Im nächsten Schritt sind alle Verträge entsprechend anzupassen. Dabei ist auch der Zeitpunkt wichtig, erklärt Skora: „.Überträgt der Unternehmer vor seinem Tod bereits Unternehmensteile an die nächste Generation, sollte er zuvor alle Fragen der Altersvorsorge klären und regeln. Auch Rückforderungsklauseln im Falle einer Scheidung oder bei Insolvenz des Nachfolgers sind in Erwägung zu ziehen.“

Mit Experten sprechen zahlt sich aus

„Bitte formulieren Sie die Verträge nicht selbst ohne Rat eines Experten. Das führt immer wieder zu Missverständnissen und Fehldeutungen“, sagt Skora. Besser ist es, sie professionell begutachten zu lassen: Spiegelt das, was ich formuliert habe, auch meinen tatsächlichen Willen wider? Auf Nummer sicher können Unternehmer gehen, indem sie einen Rechtsanwalt ihres Vertrauens als Testamentsvollstrecker benennen. Er ist vom Unternehmer über alle möglichen Änderungen auf dem Laufenden zu halten.

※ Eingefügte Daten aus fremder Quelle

//! Frame advancement
//!
//! The scheduler calls [`run_frame`] exactly once per animation frame:
//! pending input commands are applied between ticks, then the state machine
//! advances one deterministic step.

use super::obstacle::{self, Obstacle};
use super::rect::overlaps;
use super::state::{GameEvent, GamePhase, Simulation};
use crate::consts::*;

/// Input commands gathered since the previous frame
#[derive(Debug, Clone, Copy, Default)]
pub struct TickInput {
    /// Flip gravity (space / pointer press)
    pub flip: bool,
    /// Begin a run
    pub start: bool,
    /// Return to the start screen
    pub reset: bool,
}

impl Simulation {
    /// Advance one frame. No-op unless Active.
    ///
    /// Returns the game-over event on the tick that detects a collision;
    /// every other tick returns `None`.
    pub fn tick(&mut self) -> Option<GameEvent> {
        if self.phase != GamePhase::Active {
            return None;
        }

        self.frame_count += 1;
        if self.frame_count % SCORE_INTERVAL_TICKS == 0 {
            self.score += 1;
        }

        let bounds = self.bounds;
        self.player.integrate(bounds.y);

        if self.frame_count % SPAWN_INTERVAL_TICKS == 0 {
            let spawned = Obstacle::spawn(&mut self.rng, bounds);
            self.obstacles.push(spawned);
        }

        obstacle::advance(&mut self.obstacles, OBSTACLE_SPEED);

        // Collision runs against the pre-prune set so an obstacle still
        // counts on its last visible frame.
        let player_rect = self.player.rect();
        let hit = self
            .obstacles
            .iter()
            .any(|o| overlaps(&player_rect, &o.rect()));
        obstacle::prune(&mut self.obstacles);

        if hit {
            self.phase = GamePhase::GameOver;
            log::info!(
                "Game over at frame {} with score {}",
                self.frame_count,
                self.score
            );
            return Some(GameEvent::GameOver { score: self.score });
        }
        None
    }
}

/// Apply pending input commands, then advance one frame.
///
/// Commands land between ticks: reset first, then start, then flip.
pub fn run_frame(sim: &mut Simulation, input: &TickInput) -> Option<GameEvent> {
    if input.reset {
        sim.reset();
    }
    if input.start {
        sim.start();
    }
    if input.flip {
        sim.flip_gravity();
    }
    sim.tick()
}
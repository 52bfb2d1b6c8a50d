//! Axis-aligned rectangle geometry
//!
//! The entire collision model of Gravity Flip is AABB overlap between the
//! player block and spike obstacles.

use glam::Vec2;
use serde::{Deserialize, Serialize};

/// An axis-aligned rectangle: top-left corner plus extent.
#[derive(Debug, Clone, Copy, PartialEq, Serialize, Deserialize)]
pub struct Rect {
    pub min: Vec2,
    pub size: Vec2,
}

impl Rect {
    pub fn new(x: f32, y: f32, width: f32, height: f32) -> Self {
        Self {
            min: Vec2::new(x, y),
            size: Vec2::new(width, height),
        }
    }

    /// Bottom-right corner
    #[inline]
    pub fn max(&self) -> Vec2 {
        self.min + self.size
    }
}

/// AABB overlap test with strict inequalities on every bound.
///
/// Rectangles that touch exactly at an edge share only a zero-width strip
/// and do NOT overlap.
#[inline]
pub fn overlaps(a: &Rect, b: &Rect) -> bool {
    a.min.x < b.max().x && a.max().x > b.min.x && a.min.y < b.max().y && a.max().y > b.min.y
}

#[cfg(test)]
mod tests {
    use super::*;
    use proptest::prelude::*;

    #[test]
    fn test_overlapping_rects() {
        let a = Rect::new(100.0, 100.0, 30.0, 30.0);
        let b = Rect::new(110.0, 110.0, 30.0, 30.0);
        assert!(overlaps(&a, &b));
    }

    #[test]
    fn test_distant_rects() {
        let a = Rect::new(100.0, 100.0, 30.0, 30.0);
        let b = Rect::new(200.0, 200.0, 30.0, 30.0);
        assert!(!overlaps(&a, &b));
    }

    #[test]
    fn test_edge_touch_is_not_overlap() {
        // b starts exactly where a ends - shared boundary, zero-width overlap
        let a = Rect::new(100.0, 100.0, 30.0, 30.0);
        let b = Rect::new(130.0, 100.0, 30.0, 30.0);
        assert!(!overlaps(&a, &b));

        // Same along the y axis
        let c = Rect::new(100.0, 130.0, 30.0, 30.0);
        assert!(!overlaps(&a, &c));
    }

    #[test]
    fn test_contained_rect() {
        let outer = Rect::new(0.0, 0.0, 100.0, 100.0);
        let inner = Rect::new(40.0, 40.0, 10.0, 10.0);
        assert!(overlaps(&outer, &inner));
        assert!(overlaps(&inner, &outer));
    }

    proptest! {
        #[test]
        fn overlap_is_symmetric(
            ax in -500.0f32..500.0, ay in -500.0f32..500.0,
            aw in 1.0f32..200.0, ah in 1.0f32..200.0,
            bx in -500.0f32..500.0, by in -500.0f32..500.0,
            bw in 1.0f32..200.0, bh in 1.0f32..200.0,
        ) {
            let a = Rect::new(ax, ay, aw, ah);
            let b = Rect::new(bx, by, bw, bh);
            prop_assert_eq!(overlaps(&a, &b), overlaps(&b, &a));
        }

        #[test]
        fn rect_overlaps_itself(
            x in -500.0f32..500.0, y in -500.0f32..500.0,
            w in 1.0f32..200.0, h in 1.0f32..200.0,
        ) {
            let r = Rect::new(x, y, w, h);
            prop_assert!(overlaps(&r, &r));
        }
    }
}
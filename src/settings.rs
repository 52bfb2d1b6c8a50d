//! Game settings and preferences
//!
//! Persisted separately from the high score record in LocalStorage.

use serde::{Deserialize, Serialize};

/// Player preferences edited through the settings modal
#[derive(Debug, Clone, Serialize, Deserialize)]
pub struct Settings {
    /// Label attached to reported scores
    pub player_name: String,
    /// API key for the commentary service; empty means fallback lines only
    pub commentary_api_key: String,
}

impl Default for Settings {
    fn default() -> Self {
        Self {
            player_name: "Player 1".to_string(),
            commentary_api_key: String::new(),
        }
    }
}

impl Settings {
    /// LocalStorage key
    #[allow(dead_code)]
    const STORAGE_KEY: &'static str = "gravity_flip_settings";

    /// Player label, never empty
    pub fn label(&self) -> &str {
        let trimmed = self.player_name.trim();
        if trimmed.is_empty() { "Player 1" } else { trimmed }
    }

    /// Load settings from LocalStorage (WASM only)
    #[cfg(target_arch = "wasm32")]
    pub fn load() -> Self {
        let storage = web_sys::window()
            .and_then(|w| w.local_storage().ok())
            .flatten();

        if let Some(storage) = storage {
            if let Ok(Some(json)) = storage.get_item(Self::STORAGE_KEY) {
                if let Ok(settings) = serde_json::from_str(&json) {
                    log::info!("Loaded settings from LocalStorage");
                    return settings;
                }
            }
        }

        log::info!("Using default settings");
        Self::default()
    }

    /// Save settings to LocalStorage (WASM only)
    #[cfg(target_arch = "wasm32")]
    pub fn save(&self) {
        let storage = web_sys::window()
            .and_then(|w| w.local_storage().ok())
            .flatten();

        if let Some(storage) = storage {
            if let Ok(json) = serde_json::to_string(self) {
                let _ = storage.set_item(Self::STORAGE_KEY, &json);
                log::info!("Settings saved");
            }
        }
    }

    /// Native stubs
    #[cfg(not(target_arch = "wasm32"))]
    pub fn load() -> Self {
        Self::default()
    }

    #[cfg(not(target_arch = "wasm32"))]
    pub fn save(&self) {
        // No-op for native
    }
}

#[cfg(test)]
mod tests {
    use super::*;

    #[test]
    fn test_default_label() {
        let settings = Settings::default();
        assert_eq!(settings.label(), "Player 1");
        assert!(settings.commentary_api_key.is_empty());
    }

    #[test]
    fn test_blank_name_falls_back() {
        let settings = Settings {
            player_name: "   ".into(),
            ..Default::default()
        };
        assert_eq!(settings.label(), "Player 1");
    }

    #[test]
    fn test_roundtrip() {
        let settings = Settings {
            player_name: "Ada".into(),
            commentary_api_key: "k".into(),
        };
        let json = serde_json::to_string(&settings).unwrap();
        let back: Settings = serde_json::from_str(&json).unwrap();
        assert_eq!(back.player_name, "Ada");
        assert_eq!(back.commentary_api_key, "k");
    }
}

Wichtig ist vor allem, sich rechtzeitig um das Thema zu kümmern – und auch die gesetzlichen Anzeigepflichten nicht aus den Augen zu verlieren. Und: „Bei der Nachlassplanung sollten Sie neben rechtlicher Beratung unbedingt auch eine qualifizierte Steuerberatung hinzuziehen.“

Rechenbeispiel: So lässt sich Ihr Erbe optimieren

Ein Unternehmer lebt mit seiner Ehefrau im Güterstand der Gütertrennung. Er hat drei Kinder. Als er stirbt, hinterlässt er ein Vermögen in Höhe von 1,5 Millionen Euro. Es gibt kein Testament.

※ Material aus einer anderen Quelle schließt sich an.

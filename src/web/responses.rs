//! Response helpers shared by the handlers

use axum::{
    http::StatusCode,
    response::{IntoResponse, Json, Response},
};
use serde::Serialize;
use serde_json::json;
use tracing::error;

use crate::errors::AppError;

#[derive(Debug, Serialize)]
pub struct HealthResponse {
    pub status: String,
    pub timestamp: String,
    pub version: String,
}

impl HealthResponse {
    pub fn healthy() -> Self {
        Self {
            status: "healthy".to_string(),
            timestamp: chrono::Utc::now().to_rfc3339(),
            version: env!("CARGO_PKG_VERSION").to_string(),
        }
    }
}

impl IntoResponse for AppError {
    fn into_response(self) -> Response {
        let status = match &self {
            AppError::Decode(_) => StatusCode::BAD_REQUEST,
            _ => StatusCode::INTERNAL_SERVER_ERROR,
        };
        if status.is_server_error() {
            error!("Request failed: {}", self);
        }
        (status, Json(json!({ "error": self.to_string() }))).into_response()
    }
}
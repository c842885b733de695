//! Configuration page
//!
//! Renders the page where users paste their playlist URL. The install button
//! builds a `stremio://` link carrying the percent-encoded JSON configuration.

use askama::Template;
use axum::{
    extract::{Path, State},
    response::{Html, Redirect},
};

use crate::addon::decode_user_config;
use crate::errors::AppResult;
use crate::web::AppState;

#[derive(Template)]
#[template(path = "configure.html")]
struct ConfigurePage<'a> {
    addon_name: &'a str,
    description: &'a str,
    playlist_url: &'a str,
    default_url: &'a str,
}

pub async fn redirect_to_configure() -> Redirect {
    Redirect::temporary("/configure")
}

pub async fn configure_page(State(state): State<AppState>) -> AppResult<Html<String>> {
    render(&state, "")
}

/// Reconfiguration from an installed addon; pre-fills the current playlist
pub async fn configure_page_with_config(
    Path(config): Path<String>,
    State(state): State<AppState>,
) -> AppResult<Html<String>> {
    let current = decode_user_config(&config).unwrap_or_default();
    render(&state, current.playlist_url().unwrap_or(""))
}

fn render(state: &AppState, playlist_url: &str) -> AppResult<Html<String>> {
    let page = ConfigurePage {
        addon_name: &state.config.addon.name,
        description: &state.config.addon.description,
        playlist_url,
        default_url: state.resolver.default_url(),
    };
    Ok(Html(page.render()?))
}
//! HTTP playlist fetcher
//!
//! Performs one GET per call with a hard timeout covering connect, headers
//! and body. Non-success statuses are failures; the body is returned as-is.

use async_trait::async_trait;
use reqwest::Client;
use std::time::Duration;
use tracing::debug;

use super::traits::PlaylistFetcher;
use crate::config::PlaylistConfig;
use crate::errors::{SourceError, SourceResult};
use crate::utils::redact_url;

pub struct HttpPlaylistFetcher {
    client: Client,
    timeout: Duration,
}

impl HttpPlaylistFetcher {
    pub fn new(config: &PlaylistConfig) -> Self {
        Self::with_timeout(config.fetch_timeout(), &config.user_agent)
    }

    pub fn with_timeout(timeout: Duration, user_agent: &str) -> Self {
        let client = Client::builder()
            .timeout(timeout)
            .user_agent(user_agent)
            .build()
            .unwrap_or_else(|_| Client::new());

        Self { client, timeout }
    }

    pub fn timeout(&self) -> Duration {
        self.timeout
    }
}

#[async_trait]
impl PlaylistFetcher for HttpPlaylistFetcher {
    async fn fetch_text(&self, url: &str) -> SourceResult<String> {
        debug!("Fetching playlist: {}", redact_url(url));

        // per-request timeout as well, the builder fallback above has none
        let response = self
            .client
            .get(url)
            .timeout(self.timeout)
            .send()
            .await
            .map_err(|e| SourceError::from_reqwest(redact_url(url), &e))?;

        let status = response.status();
        if !status.is_success() {
            return Err(SourceError::http(status.as_u16(), redact_url(url)));
        }

        let content = response
            .text()
            .await
            .map_err(|e| SourceError::from_reqwest(redact_url(url), &e))?;

        debug!(
            "Fetched {} bytes from {}",
            content.len(),
            redact_url(url)
        );
        Ok(content)
    }
}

• Die gesetzliche Erbfolge: Die Ehefrau erbt die Hälfte des Vermögens, also 750.000 Euro. Der Rest wird zu gleichen Teilen unter den Kindern aufgeteilt. Jedes Kind bekommt also 250.000 Euro. Die Steuerfreibeträge liegen bei 500.000 Euro für die Ehefrau und bei 400.000 Euro für jedes Kind von jedem Elternteil. Die Erbteile der Kinder sind von den Freibeträgen gedeckt, es fallen keine Steuern an. Die Ehefrau muss auf ihren den Freibetrag übersteigenden Anteil elf Prozent Erbschaftsteuer zahlen, also 27.500 Euro.

• Das Optimierungspotenzial: Über ein Testament wird die Ehefrau als Alleinerbin eingesetzt. Sie bekommt also 1,5 Millionen Euro. Die Kinder bekommen jeweils ein Vermächtnis von 400.000 Euro. Das wird vom Vermögen der Ehefrau abgezogen. Ihr Anteil liegt dann nur noch bei 300.000 Euro. Damit sind alle Zuwendungen von den jeweiligen Freibeträgen gedeckt. Die Steuerlast fällt auf 0 Euro.

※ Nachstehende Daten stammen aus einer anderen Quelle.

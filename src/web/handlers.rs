//! HTTP request handlers, organized by resource

pub mod addon;
pub mod configure;
pub mod health;

/// Strip the `.json` extension Stremio appends to resource ids
pub(crate) fn strip_json_suffix(segment: &str) -> Option<&str> {
    segment
        .strip_suffix(".json")
        .filter(|id| !id.is_empty())
}
//! Error type definitions for the M3U VOD addon

use thiserror::Error;

/// Top-level application error type
#[derive(Error, Debug)]
pub enum AppError {
    /// Configuration errors
    #[error("Configuration error: {message}")]
    Configuration { message: String },

    /// Playlist source errors
    #[error("Source error: {0}")]
    Source(#[from] SourceError),

    /// Per-request configuration decoding errors
    #[error("Decode error: {0}")]
    Decode(#[from] DecodeError),

    /// HTML template rendering errors
    #[error("Template error: {0}")]
    Template(#[from] askama::Error),

    /// I/O errors
    #[error("I/O error: {0}")]
    Io(#[from] std::io::Error),

    /// Generic internal errors
    #[error("Internal error: {message}")]
    Internal { message: String },
}

/// Playlist fetch errors
///
/// Every variant is a fetch failure as far as the resolver is concerned.
#[derive(Error, Debug)]
pub enum SourceError {
    /// Request exceeded the configured timeout
    #[error("Connection timeout: {url}")]
    Timeout { url: String },

    /// Server answered with a non-success status
    #[error("HTTP error: {status} - {url}")]
    Http { status: u16, url: String },

    /// Connection could not be established or was interrupted
    #[error("Connection failed: {url} - {message}")]
    Connection { url: String, message: String },

    /// The URL was rejected by the HTTP client
    #[error("Invalid URL: {url} - {message}")]
    InvalidUrl { url: String, message: String },

    /// The response body could not be read as text
    #[error("Failed to read body: {url} - {message}")]
    Body { url: String, message: String },
}

/// Per-request configuration decoding errors
#[derive(Error, Debug)]
pub enum DecodeError {
    /// The path segment is not valid percent-encoded UTF-8
    #[error("Invalid percent encoding: {0}")]
    Percent(#[from] std::string::FromUtf8Error),

    /// The segment looked like JSON but did not parse
    #[error("Invalid JSON configuration: {0}")]
    Json(#[from] serde_json::Error),

    /// The segment is neither JSON nor an absolute http(s) URL
    #[error("Not a playlist URL: {value}")]
    NotAUrl { value: String },
}

impl AppError {
    /// Create a configuration error with a custom message
    pub fn configuration<S: Into<String>>(message: S) -> Self {
        Self::Configuration {
            message: message.into(),
        }
    }

    /// Create an internal error
    pub fn internal<S: Into<String>>(message: S) -> Self {
        Self::Internal {
            message: message.into(),
        }
    }
}

impl SourceError {
    /// Create a timeout error
    pub fn timeout<U: Into<String>>(url: U) -> Self {
        Self::Timeout { url: url.into() }
    }

    /// Create a non-success status error
    pub fn http<U: Into<String>>(status: u16, url: U) -> Self {
        Self::Http {
            status,
            url: url.into(),
        }
    }

    /// Map a reqwest failure onto the matching variant
    pub fn from_reqwest<U: Into<String>>(url: U, err: &reqwest::Error) -> Self {
        let url = url.into();
        if err.is_timeout() {
            Self::Timeout { url }
        } else if let Some(status) = err.status() {
            Self::Http {
                status: status.as_u16(),
                url,
            }
        } else if err.is_builder() {
            Self::InvalidUrl {
                url,
                message: err.to_string(),
            }
        } else if err.is_body() || err.is_decode() {
            Self::Body {
                url,
                message: err.to_string(),
            }
        } else {
            Self::Connection {
                url,
                message: err.to_string(),
            }
        }
    }

    /// Whether the failure was caused by the fetch timeout
    pub fn is_timeout(&self) -> bool {
        matches!(self, Self::Timeout { .. })
    }
}

impl DecodeError {
    /// Create a not-a-url error
    pub fn not_a_url<S: Into<String>>(value: S) -> Self {
        Self::NotAUrl {
            value: value.into(),
        }
    }
}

Glossar „Probesterben“: Erben und Testament

Von A wie Alleinerbe bis Z wie Zugewinnausgleich – wir erklären in jedem Teil unserer Serie Begriffe, die für Unternehmen relevant sind.

• Anzeigepflichten: Anders als etwa bei der Einkommensteuer gibt es keine generelle Steuererklärungspflicht bei Erbschaften und Schenkungen. Diese sind dem Finanzamt aber anzuzeigen. Es entscheidet, ob eine Steuererklärung abzugeben ist oder nicht. Werden Schenkungen und Erbschaften nicht angezeigt, kann das weitreichende negative Folgen haben.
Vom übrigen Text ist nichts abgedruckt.